Summer 2014 revealed the highest global sea temperatures in recorded history, says Axel Timmermann, professor of oceanography at the University of Hawaii. Those numbers even surpassed the record-breaking 1998 El Niño event.
Timmermann says that Earth’s ongoing water-temperature rise took a bit of a break from 2000 to 2013, but that lull has apparently ended due to conditions in the north Pacific, where exceptionally warm water extends from Papua New Guinea to the Gulf of Alaska.
The situation looks similar in the Atlantic, where mean sea-surface temperatures recently reached 150-year-record levels over the northeast continental shelf off the United States. Sea-surface temperatures climbed to 57.2 degrees F in 2012, which is substantially higher than the average of 54.3 degrees F recorded during the last three decades.

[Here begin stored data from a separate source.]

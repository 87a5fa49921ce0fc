//! Sink subsystem.
//!
//! # Data Flow
//! ```text
//! FormattedRecord
//!     → Sink::gate (enabled × environment × threshold)
//!     → Sink::format (text line or chat cards)
//!     → Sink::send → Transport::log (HTTP, webhook, syslog, test double)
//!
//! Local and host writers (local.rs, host.rs) are not sinks: they are the
//! always-on floor the engine falls back to.
//! ```
//!
//! # Design Decisions
//! - The engine iterates `Arc<dyn Sink>`; new destinations need no engine change
//! - Built-in destinations share one `ConfiguredSink`; only the transport differs
//! - Transports are built through an injected `TransportFactory`

pub mod betterstack;
pub mod host;
pub mod local;
pub mod remote;
pub mod syslog;
pub mod teams;
pub mod transport;

use std::fmt;
use std::sync::Arc;
use std::time::Duration;

use chrono::{DateTime, Local};
use futures_util::future::BoxFuture;

use crate::error::SinkError;
use crate::message::{ChatCards, FormattedRecord};
use crate::severity::Severity;

pub use transport::{NetworkTransports, SinkKind, SinkTarget, Transport, TransportFactory};

/// Whether a sink receives a record.
#[derive(Debug, Clone, Copy, PartialEq, Eq)]
pub struct GatePolicy {
    pub enabled: bool,
    pub only_in_production: bool,
    /// Least urgent severity accepted; `None` accepts all.
    pub minimum: Option<Severity>,
}

impl GatePolicy {
    pub fn allows(&self, severity: Severity, production: bool) -> bool {
        self.enabled
            && (production || !self.only_in_production)
            && self.minimum.map_or(true, |m| severity.within(m))
    }
}

impl Default for GatePolicy {
    fn default() -> Self {
        Self {
            enabled: true,
            only_in_production: true,
            minimum: None,
        }
    }
}

#[derive(Debug, Clone, PartialEq)]
pub enum PayloadBody {
    Text(String),
    Cards(ChatCards),
}

/// What a transport receives.
#[derive(Debug, Clone, PartialEq)]
pub struct Payload {
    pub severity: Severity,
    pub resolved_at: DateTime<Local>,
    pub body: PayloadBody,
}

impl Payload {
    pub fn text(record: &FormattedRecord, text: impl Into<String>) -> Self {
        Self {
            severity: record.severity,
            resolved_at: record.resolved_at,
            body: PayloadBody::Text(text.into()),
        }
    }

    pub fn cards(record: &FormattedRecord) -> Self {
        Self {
            severity: record.severity,
            resolved_at: record.resolved_at,
            body: PayloadBody::Cards(record.cards.clone()),
        }
    }

    /// The body as one text line. Cards render as the adaptive card JSON.
    pub fn as_text(&self) -> String {
        match &self.body {
            PayloadBody::Text(text) => text.clone(),
            PayloadBody::Cards(cards) => cards.adaptive_card.to_string(),
        }
    }
}

/// A destination for formatted records.
pub trait Sink: Send + Sync + fmt::Debug {
    fn name(&self) -> &str;

    fn policy(&self) -> GatePolicy;

    fn gate(&self, severity: Severity, production: bool) -> bool {
        self.policy().allows(severity, production)
    }

    fn format(&self, record: &FormattedRecord) -> Payload;

    fn send(&self, payload: Payload) -> BoxFuture<'_, Result<(), SinkError>>;

    /// Deadline for one send; `None` waits indefinitely.
    fn timeout(&self) -> Option<Duration> {
        None
    }

    /// Drop any long-lived connection after an abandoned send.
    fn reset(&self) {}
}

/// A built-in destination: gate policy plus a transport.
pub struct ConfiguredSink {
    kind: SinkKind,
    policy: GatePolicy,
    transport: Arc<dyn Transport>,
    timeout: Option<Duration>,
}

impl ConfiguredSink {
    pub fn new(
        kind: SinkKind,
        policy: GatePolicy,
        transport: Arc<dyn Transport>,
        timeout: Option<Duration>,
    ) -> Self {
        Self {
            kind,
            policy,
            transport,
            timeout,
        }
    }

    pub fn kind(&self) -> SinkKind {
        self.kind
    }
}

impl fmt::Debug for ConfiguredSink {
    fn fmt(&self, f: &mut fmt::Formatter<'_>) -> fmt::Result {
        f.debug_struct("ConfiguredSink")
            .field("kind", &self.kind)
            .field("policy", &self.policy)
            .field("timeout", &self.timeout)
            .finish()
    }
}

impl Sink for ConfiguredSink {
    fn name(&self) -> &str {
        self.kind.name()
    }

    fn policy(&self) -> GatePolicy {
        self.policy
    }

    fn format(&self, record: &FormattedRecord) -> Payload {
        match self.kind {
            SinkKind::Remote | SinkKind::Syslog => Payload::text(record, record.remote_text.clone()),
            SinkKind::Betterstack => Payload::text(record, record.text.clone()),
            SinkKind::Teams => Payload::cards(record),
        }
    }

    fn send(&self, payload: Payload) -> BoxFuture<'_, Result<(), SinkError>> {
        self.transport.log(payload)
    }

    fn timeout(&self) -> Option<Duration> {
        self.timeout
    }

    fn reset(&self) {
        self.transport.reset();
    }
}
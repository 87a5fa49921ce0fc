//! Dispatch of log records.
//!
//! # Data Flow
//! ```text
//! Logger::log(level, message)
//!     → engine.rs (severity, affixes, fragments, FormattedRecord)
//!     → local writer or host writer (synchronous)
//!     → every configured sink, concurrently:
//!           gate → format → send under deadline
//!     → outcome.rs (per-sink results, `remote()` flag)
//! ```
//!
//! # Responsibilities
//! - Own the effective settings and swap them atomically on `configure`
//! - Isolate sinks from each other and from the caller
//! - Report sink failures as local warnings without recursion
//!
//! # Design Decisions
//! - The caller awaits all sink sends; nothing is left running after `log`
//! - Configuration errors are raised outside production only

pub mod engine;
pub mod outcome;

pub use engine::{Logger, LoggerBuilder};
pub use outcome::{DispatchOutcome, SinkOutcome};
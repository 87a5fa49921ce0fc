//! Logger options schema.
//!
//! Every field is optional: options describe a *change* to the current
//! configuration. [`LogOptions::merge`] folds a newer set over an older one,
//! field by field, so `configure(LogOptions::default())` never erases
//! anything. The serialisable part can be read from a TOML file; writers and
//! host loggers are supplied from code.

use serde::Deserialize;
use serde_json::Value;

use crate::sinks::host::PerLevelLoggers;
use crate::sinks::local::LineWriter;

/// Deep merge where the newer value wins wherever it is set.
pub trait Merge {
    fn merge(self, newer: Self) -> Self;
}

fn merge_opt<T: Merge>(older: Option<T>, newer: Option<T>) -> Option<T> {
    match (older, newer) {
        (Some(o), Some(n)) => Some(o.merge(n)),
        (o, None) => o,
        (None, n) => n,
    }
}

macro_rules! merge_fields {
    ($ty:ident { $($field:ident),* $(,)? }) => {
        impl Merge for $ty {
            fn merge(self, newer: Self) -> Self {
                Self {
                    $($field: newer.$field.or(self.$field),)*
                }
            }
        }
    };
}

/// Prefix or suffix value. Anything other than a string is kept as
/// [`Affix::Invalid`] so the dispatch engine can reject it.
#[derive(Debug, Clone, PartialEq, Deserialize)]
#[serde(untagged)]
pub enum Affix {
    Text(String),
    Invalid(Value),
}

impl From<&str> for Affix {
    fn from(s: &str) -> Self {
        Affix::Text(s.to_string())
    }
}

impl From<String> for Affix {
    fn from(s: String) -> Self {
        Affix::Text(s)
    }
}

/// Transport for the legacy syslog aggregator.
#[derive(Debug, Clone, Copy, Default, PartialEq, Eq, Deserialize)]
#[serde(rename_all = "lowercase")]
pub enum SyslogProtocol {
    #[default]
    Udp,
    Tcp,
}

/// HTTP log aggregator (plain text lines with token auth).
#[derive(Debug, Clone, Default, PartialEq, Deserialize)]
#[serde(default)]
pub struct RemoteOptions {
    pub disabled: Option<bool>,
    pub only_in_prod: Option<bool>,
    pub host: Option<String>,
    pub token: Option<String>,
    /// Least urgent severity forwarded; unset forwards everything.
    pub level: Option<String>,
    pub timeout_ms: Option<u64>,
}

merge_fields!(RemoteOptions { disabled, only_in_prod, host, token, level, timeout_ms });

impl RemoteOptions {
    pub fn new(host: impl Into<String>, token: impl Into<String>) -> Self {
        Self {
            host: Some(host.into()),
            token: Some(token.into()),
            ..Self::default()
        }
    }
}

/// Betterstack HTTP ingestion.
#[derive(Debug, Clone, Default, PartialEq, Deserialize)]
#[serde(default)]
pub struct BetterstackOptions {
    pub disabled: Option<bool>,
    pub only_in_prod: Option<bool>,
    pub url: Option<String>,
    pub token: Option<String>,
    pub level: Option<String>,
    pub timeout_ms: Option<u64>,
}

merge_fields!(BetterstackOptions { disabled, only_in_prod, url, token, level, timeout_ms });

/// Teams chat webhook. Defaults to `warn` as threshold.
#[derive(Debug, Clone, Default, PartialEq, Deserialize)]
#[serde(default)]
pub struct TeamsOptions {
    pub disabled: Option<bool>,
    pub only_in_prod: Option<bool>,
    pub url: Option<String>,
    pub level: Option<String>,
    pub timeout_ms: Option<u64>,
}

merge_fields!(TeamsOptions { disabled, only_in_prod, url, level, timeout_ms });

impl TeamsOptions {
    pub fn new(url: impl Into<String>) -> Self {
        Self {
            url: Some(url.into()),
            ..Self::default()
        }
    }
}

/// Legacy syslog aggregator.
#[derive(Debug, Clone, Default, PartialEq, Deserialize)]
#[serde(default)]
pub struct SyslogOptions {
    pub disabled: Option<bool>,
    pub only_in_prod: Option<bool>,
    pub host: Option<String>,
    pub port: Option<u16>,
    /// Name this service reports as.
    pub hostname: Option<String>,
    pub protocol: Option<SyslogProtocol>,
    pub level: Option<String>,
    pub timeout_ms: Option<u64>,
}

merge_fields!(SyslogOptions { disabled, only_in_prod, host, port, hostname, protocol, level, timeout_ms });

/// Request-scoped host logging facility.
#[derive(Debug, Clone, Default, Deserialize)]
#[serde(default)]
pub struct HostContextOptions {
    pub invocation_id: Option<String>,
    #[serde(skip)]
    pub loggers: Option<PerLevelLoggers>,
    pub exclude_invocation_id: Option<bool>,
}

merge_fields!(HostContextOptions { invocation_id, loggers, exclude_invocation_id });

#[derive(Debug, Clone, Default, PartialEq, Deserialize)]
#[serde(default)]
pub struct ErrorOptions {
    pub use_message: Option<bool>,
}

merge_fields!(ErrorOptions { use_message });

/// Partial logger configuration.
#[derive(Debug, Clone, Default, Deserialize)]
#[serde(default)]
pub struct LogOptions {
    pub remote: Option<RemoteOptions>,
    pub betterstack: Option<BetterstackOptions>,
    pub teams: Option<TeamsOptions>,
    pub syslog: Option<SyslogOptions>,
    pub host_context: Option<HostContextOptions>,
    pub prefix: Option<Affix>,
    pub suffix: Option<Affix>,
    #[serde(skip)]
    pub local_logger: Option<LineWriter>,
    pub error: Option<ErrorOptions>,
}

impl Merge for LogOptions {
    fn merge(self, newer: Self) -> Self {
        Self {
            remote: merge_opt(self.remote, newer.remote),
            betterstack: merge_opt(self.betterstack, newer.betterstack),
            teams: merge_opt(self.teams, newer.teams),
            syslog: merge_opt(self.syslog, newer.syslog),
            host_context: merge_opt(self.host_context, newer.host_context),
            prefix: newer.prefix.or(self.prefix),
            suffix: newer.suffix.or(self.suffix),
            local_logger: newer.local_logger.or(self.local_logger),
            error: merge_opt(self.error, newer.error),
        }
    }
}

impl LogOptions {
    pub fn new() -> Self {
        Self::default()
    }

    pub fn prefix(mut self, prefix: impl Into<Affix>) -> Self {
        self.prefix = Some(prefix.into());
        self
    }

    pub fn suffix(mut self, suffix: impl Into<Affix>) -> Self {
        self.suffix = Some(suffix.into());
        self
    }

    pub fn local_logger<F>(mut self, f: F) -> Self
    where
        F: Fn(&str) + Send + Sync + 'static,
    {
        self.local_logger = Some(LineWriter::new(f));
        self
    }

    pub fn local_writer(mut self, writer: LineWriter) -> Self {
        self.local_logger = Some(writer);
        self
    }

    pub fn use_error_message(mut self, use_message: bool) -> Self {
        self.error = Some(ErrorOptions {
            use_message: Some(use_message),
        });
        self
    }

    pub fn remote(mut self, remote: RemoteOptions) -> Self {
        self.remote = Some(remote);
        self
    }

    pub fn betterstack(mut self, betterstack: BetterstackOptions) -> Self {
        self.betterstack = Some(betterstack);
        self
    }

    pub fn teams(mut self, teams: TeamsOptions) -> Self {
        self.teams = Some(teams);
        self
    }

    pub fn syslog(mut self, syslog: SyslogOptions) -> Self {
        self.syslog = Some(syslog);
        self
    }

    pub fn host_context(mut self, host_context: HostContextOptions) -> Self {
        self.host_context = Some(host_context);
        self
    }
}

But the temperature increase itself isn’t the only cause for concern; the rate of change has also created alarm. The temperature spike in 2012 ranked as the highest jump on record, and one of only five times the average has changed by more than 1.8 degrees F.
Research led by scientists at Scripps Institute in 2012 reported an average global sea-surface temperature rise of 1.1 degrees F since the historic voyage of HMS Challenger, which took place from 1872 to 1876. The same study also found that about 60 percent of excess heat added to the earth’s climate since the 1960s has been stored in the oceans, and further proposed that ocean warming has been occurring for closer to 100 years rather than just the last 50.
I wonder if Vice President James Sherman, in 1912, would have endured the same ridicule that VP Al Gore did in the 2000s if Sherman had mentioned the subject of climate change a century ago.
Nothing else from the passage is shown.